On a similar note, we are in the process of retiring both the NetIdentity and Domain Direct customer service ticketing systems. Both of these tools are getting long in the tooth and don't let us help you as much as we'd like. Our new integrated system will feature not only a more useful email ticketing tool, but also a full-featured web ticketing system, knowledgebase, IM support and many other great tools that will really help our staff help you better.

Finally, we have ramped up our hiring as well. We have a number of new staff starting over the next 10 days, and we're still looking for more to bring on over the next few weeks. If you know any career customer service people in the Toronto area that might be interested in joining us, please make sure that they get in touch with me. We've got a great work environment, pay well, and have an excellent benefits package.

Netidentity
NetIdentity Changes

We've recently fixed a whole bunch of bugs in the NetIdentity control panel, including a particularly nasty one that was causing login issues for customers using Internet Explorer. Some of the old NetIdentity team sent us a note letting us know that this particular bug had actually been around for years. I'm really glad that it has finally been fixed.

The next big step in our plans for NetIdentity is to allow NetIdentity customers to login to manage their account via Domain Direct. The two systems share a lot of the same features, so it really makes sense for us from a customer service perspective to simplify everything as much as possible. While it makes complete sense for us to continue to allow our NetIdentity customers to login via www.netidentity.com, integrating other aspects of the two systems will make it much easier for our team to provide you with support and service related to the products you purchase from us.

The Last Word
We have a lot of work ahead of us in the next few months, all of which is geared towards putting the customer service and product quality headaches of the past year behind us. We aren't launching new products, we aren't building new features, we're not advertising to new customers. We are 100% focused on making sure that you get what you paid for when you signed up - great customer service, great reliability and great features that work when you need them to.

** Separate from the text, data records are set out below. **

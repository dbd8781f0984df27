//! Song sessions
//!
//! A [`Session`] opens songs into a running player and keeps the song's
//! named vamps. Only the selected vamp is armed in the player; the others
//! are kept for the next save.

use crate::audio::{load_track, PcmSource, Track};
use crate::error::{Error, Result};
use crate::persistence::{SongRecord, SongStore};
use crate::playback::PlayerHandle;
use crate::region::LoopRegion;
use std::path::{Path, PathBuf};
use std::sync::Arc;
use tracing::{info, warn};

struct OpenSong {
    song_id: String,
    path: PathBuf,
    regions: Vec<LoopRegion>,
    selected: Option<usize>,
}

/// Song loading and vamp bookkeeping on top of a [`PlayerHandle`]
pub struct Session {
    player: PlayerHandle,
    source: Arc<dyn PcmSource>,
    store: SongStore,
    song: Option<OpenSong>,
}

impl Session {
    pub fn new(player: PlayerHandle, source: Arc<dyn PcmSource>, store: SongStore) -> Self {
        Self {
            player,
            source,
            store,
            song: None,
        }
    }

    pub fn player(&self) -> &PlayerHandle {
        &self.player
    }

    pub fn store(&self) -> &SongStore {
        &self.store
    }

    /// Identity of the open song
    pub fn song_id(&self) -> Option<&str> {
        self.song.as_ref().map(|song| song.song_id.as_str())
    }

    pub fn regions(&self) -> &[LoopRegion] {
        self.song.as_ref().map_or(&[], |song| song.regions.as_slice())
    }

    pub fn selected(&self) -> Option<usize> {
        self.song.as_ref().and_then(|song| song.selected)
    }

    /// Decode `path` and load it into the player with its saved vamps
    ///
    /// # Errors
    /// `Decode` / `UnsupportedFormat` / `Io`; the previous song stays
    /// loaded.
    pub async fn open(&mut self, path: &Path) -> Result<Arc<Track>> {
        let source = Arc::clone(&self.source);
        let decode_path = path.to_path_buf();
        let track = tokio::task::spawn_blocking(move || load_track(source.as_ref(), &decode_path))
            .await
            .map_err(|e| Error::Decode(format!("Decode task failed: {}", e)))??;
        let track = Arc::new(track);

        let (regions, mut selected, armed) = match self.store.get(track.song_id()) {
            Some(record) => {
                info!(
                    "Found {} saved vamps for {}",
                    record.regions.len(),
                    record.last_known_name
                );
                let selected = record
                    .selected
                    .filter(|i| *i < record.regions.len())
                    .or(if record.regions.is_empty() { None } else { Some(0) });
                let armed = record.selected_region().cloned();
                (record.regions.clone(), selected, armed)
            }
            None => (Vec::new(), None, None),
        };

        let requested = armed.is_some();
        self.player.load_song(Arc::clone(&track), armed).await?;

        // The player drops a saved vamp that no longer fits the track
        if requested && self.player.snapshot().await?.region.is_none() {
            warn!(
                "Saved vamp for {} was not armed; nothing selected",
                path.display()
            );
            selected = None;
        }

        self.song = Some(OpenSong {
            song_id: track.song_id().to_string(),
            path: path.to_path_buf(),
            regions,
            selected,
        });
        Ok(track)
    }

    /// Add a vamp and arm it
    ///
    /// The player validates the region first; a rejected vamp is not added.
    pub async fn add_region(&mut self, region: LoopRegion) -> Result<u64> {
        if self.song.is_none() {
            return Err(Error::NotLoaded);
        }
        let version = self.player.set_region(region).await?;
        let armed = self.armed_region().await?;

        if let Some(song) = self.song.as_mut() {
            song.regions.push(armed);
            song.selected = Some(song.regions.len() - 1);
        }
        Ok(version)
    }

    /// Arm the vamp at `index`
    pub async fn select_region(&mut self, index: usize) -> Result<u64> {
        let region = self
            .regions()
            .get(index)
            .cloned()
            .ok_or_else(|| Error::InvalidRegion(format!("no vamp at index {}", index)))?;
        let version = self.player.set_region(region).await?;
        if let Some(song) = self.song.as_mut() {
            song.selected = Some(index);
        }
        Ok(version)
    }

    /// Move the loop points of the selected vamp (creating one if none)
    pub async fn set_loop_points(&mut self, loop_in: i64, loop_out: i64) -> Result<u64> {
        if self.song.is_none() {
            return Err(Error::NotLoaded);
        }
        let version = self.player.set_loop_points(loop_in, loop_out).await?;
        let armed = self.armed_region().await?;

        if let Some(song) = self.song.as_mut() {
            match song.selected.and_then(|i| song.regions.get_mut(i)) {
                Some(slot) => *slot = armed,
                None => {
                    song.regions.push(armed);
                    song.selected = Some(song.regions.len() - 1);
                }
            }
        }
        Ok(version)
    }

    /// Drop the vamp at `index`; disarms it when it was selected
    pub async fn remove_region(&mut self, index: usize) -> Result<LoopRegion> {
        let song = self.song.as_mut().ok_or(Error::NotLoaded)?;
        if index >= song.regions.len() {
            return Err(Error::InvalidRegion(format!("no vamp at index {}", index)));
        }
        let removed = song.regions.remove(index);
        let was_selected = song.selected == Some(index);
        song.selected = match song.selected {
            Some(i) if i == index => None,
            Some(i) if i > index => Some(i - 1),
            other => other,
        };
        if was_selected {
            self.player.clear_region().await?;
        }
        Ok(removed)
    }

    /// Persist the open song's vamps
    pub fn save(&mut self) -> Result<()> {
        let song = self.song.as_ref().ok_or(Error::NotLoaded)?;
        let record = SongRecord::new(&song.path, song.regions.clone(), song.selected);
        self.store.put(song.song_id.clone(), record);
        self.store.save()?;
        info!("Saved {} vamps for {}", song.regions.len(), song.path.display());
        Ok(())
    }

    /// The region as the player armed it (loop points snapped to frames)
    async fn armed_region(&self) -> Result<LoopRegion> {
        self.player
            .snapshot()
            .await?
            .region
            .ok_or(Error::NotLoaded)
    }
}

As always, please use the comments for your feedback and questions and I'll do my best to get you the answers you need.

Friday, April 20, 2007

Domain Direct: Updates

Quarantine

As mentioned back on the 4th of April, the archived email in the quarantine folder was due for deletion as there should only be a rolling 7 day period.  At that time, there was approximately 30 days of quarantined mail waiting for deletion.  The deletion began on the 18th.   All Quarantine Messages older than 7 days will be deleted. The former Email Defense System is now retired.

Portal Slowness

The portal has been very slow for the past couple of days. This will be adjusted when queues are flushed of quarantine older than 7 days.  Drive space that is meant to hold 7 days of quarantine was holding 35–40 days worth of email.  The requirements to process the deletion of email along with the drive space usage factors caused the overall slowness to occur.  This would result in mail delivery delays due to the processing power of the system as it passed email through the antispam solution.  We apologize for the inconvenience.

New Manager On-site

Over the past week I have been transitioning from the Retail Services group to the Wholesale Services group.  This means that I will be supporting your services one layer deeper into the Tucows fold.  I would like to take a moment to introduce Tony, who will be taking over as Manager for Customer Service for Tucows Retail Service team.  Tony has been with the Tucows organization for a little over two years and is looking forward to his new role of leading the customer service team into the future. 

Friday, March 16, 2007

General: Customer Service Update

Introduction...
Taking a moment to come out from behind Ross' November introduction of myself under the name Geoff A. My name is Geoff Assing, Manager for Customer Service for Tucows Retail Service team. At various points of my two year trek with Tucows, I have managed the support teams that handle the resolution of your issues at all levels, and have been able to appreciate the challenges presented at all levels of the escalation chain. I came back to the Retail Services group to help lead the customer service team into the next generation, where the first step to improvement involves cleaning up the past.

Customer-Service

While this is not an excuse, it is an explanation...

The staff for the Retail Services group are very excited to move towards the future projects laid out to improve your overall customer service experience, but we all know that there is a hurdle to pass before we can proceed. We have been working through the support tickets of the past quite diligently.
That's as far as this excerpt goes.